# Work to complete:
Among the entries below, please repeat exactly and only the lines from the line containing "use rustfft::num_complex::Complex;" to the line containing "const EXTENSION_RANGE: f64 = 0.18;", both lines included.

# Provided information:
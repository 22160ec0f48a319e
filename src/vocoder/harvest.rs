use std::f64::consts::PI;

use log::{debug, info};
use rayon::prelude::*;
use rustfft::num_complex::Complex;

use super::dio::ZeroCrossings;
use super::stonemask::HarmonicAnalyzer;
use super::{
    frame_count, temporal_positions, F0Track, Waveform, F0_CEIL, F0_FLOOR, FRAME_PERIOD,
    SAFE_GUARD_MINIMUM,
};
use crate::error::{check_f0_range, check_frame_period, check_sample_rate, Result};
use crate::fft::{ForwardRealFft, InverseRealFft};
use crate::filter::{decimate, smooth_f0};
use crate::util::{matlab_round, nuttall_window, suitable_fft_size};

const TARGET_FS: f64 = 8000.0;
const CHANNELS_IN_OCTAVE: f64 = 40.0;
/// Milliseconds; the grid every intermediate contour lives on.
const BASIC_FRAME_PERIOD: f64 = 1.0;
const MINIMUM_AGREEING_CHANNELS: usize = 10;
/// Candidates of frame `i` are also tried in frames `i - 3 ..= i + 3`.
const SPREAD: usize = 3;
const MAXIMUM_HARMONICS: usize = 6;
const MINIMUM_SCORE: f64 = 2.5;
const RELIABILITY_RANGE: f64 = 0.05;
const JUMP_RANGE: f64 = 0.008;
const MINIMUM_SECTION_FRAMES: usize = 6;
const EXTENSION_RANGE: f64 = 0.18;
const MAXIMUM_EXTENSION: usize = 100;
const EXTENSION_MISSES: usize = 4;
/// A section survives when it spans more than `2200 / mean_f0` frames.
const MINIMUM_SECTION_PERIODS: f64 = 2200.0;
const MAXIMUM_GAP: usize = 9;
const SMOOTHING_PAD: usize = 300;

#[derive(Debug, Clone, PartialEq)]
pub struct HarvestOptions {
    pub f0_floor: f64,
    pub f0_ceil: f64,
    /// Milliseconds.
    pub frame_period: f64,
}

impl Default for HarvestOptions {
    fn default() -> Self {
        Self {
            f0_floor: F0_FLOOR,
            f0_ceil: F0_CEIL,
            frame_period: FRAME_PERIOD,
        }
    }
}

impl HarvestOptions {
    pub fn with_f0_range(mut self, f0_floor: f64, f0_ceil: f64) -> Self {
        self.f0_floor = f0_floor;
        self.f0_ceil = f0_ceil;
        self
    }

    pub fn with_frame_period(mut self, frame_period: f64) -> Self {
        self.frame_period = frame_period;
        self
    }

    fn validate(&self) -> Result<()> {
        check_f0_range(self.f0_floor, self.f0_ceil)?;
        check_frame_period(self.frame_period)
    }
}

/// Estimates the F0 contour of `waveform` with Harvest.
pub fn harvest(waveform: &Waveform, options: &HarvestOptions) -> Result<F0Track> {
    check_sample_rate(waveform.sample_rate)?;
    options.validate()?;

    let frames = frame_count(waveform.sample_rate, waveform.len(), options.frame_period);
    let positions = temporal_positions(frames, options.frame_period);
    if frames == 0 {
        return Ok(F0Track {
            f0: Vec::new(),
            temporal_positions: positions,
        });
    }

    let basic_f0 = basic_contour(waveform, options.f0_floor, options.f0_ceil)?;
    let last = basic_f0.len() - 1;
    let f0: Vec<f64> = positions
        .iter()
        .map(|t| basic_f0[(matlab_round(t * 1000.0).max(0) as usize).min(last)])
        .collect();
    debug!(
        "harvest: {} of {} frames voiced",
        f0.iter().filter(|&&f| f > 0.0).count(),
        frames
    );

    Ok(F0Track {
        f0,
        temporal_positions: positions,
    })
}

# Solved exercise:
use rustfft::num_complex::Complex;

use super::dio::ZeroCrossings;
use super::stonemask::HarmonicAnalyzer;
use super::{
    frame_count, temporal_positions, F0Track, Waveform, F0_CEIL, F0_FLOOR, FRAME_PERIOD,
    SAFE_GUARD_MINIMUM,
};
use crate::error::{check_f0_range, check_frame_period, check_sample_rate, Result};
use crate::fft::{ForwardRealFft, InverseRealFft};
use crate::filter::{decimate, smooth_f0};
use crate::util::{matlab_round, nuttall_window, suitable_fft_size};

const TARGET_FS: f64 = 8000.0;
const CHANNELS_IN_OCTAVE: f64 = 40.0;
/// Milliseconds; the grid every intermediate contour lives on.
const BASIC_FRAME_PERIOD: f64 = 1.0;
const MINIMUM_AGREEING_CHANNELS: usize = 10;
/// Candidates of frame `i` are also tried in frames `i - 3 ..= i + 3`.
const SPREAD: usize = 3;
const MAXIMUM_HARMONICS: usize = 6;
const MINIMUM_SCORE: f64 = 2.5;
const RELIABILITY_RANGE: f64 = 0.05;
const JUMP_RANGE: f64 = 0.008;
const MINIMUM_SECTION_FRAMES: usize = 6;
const EXTENSION_RANGE: f64 = 0.18;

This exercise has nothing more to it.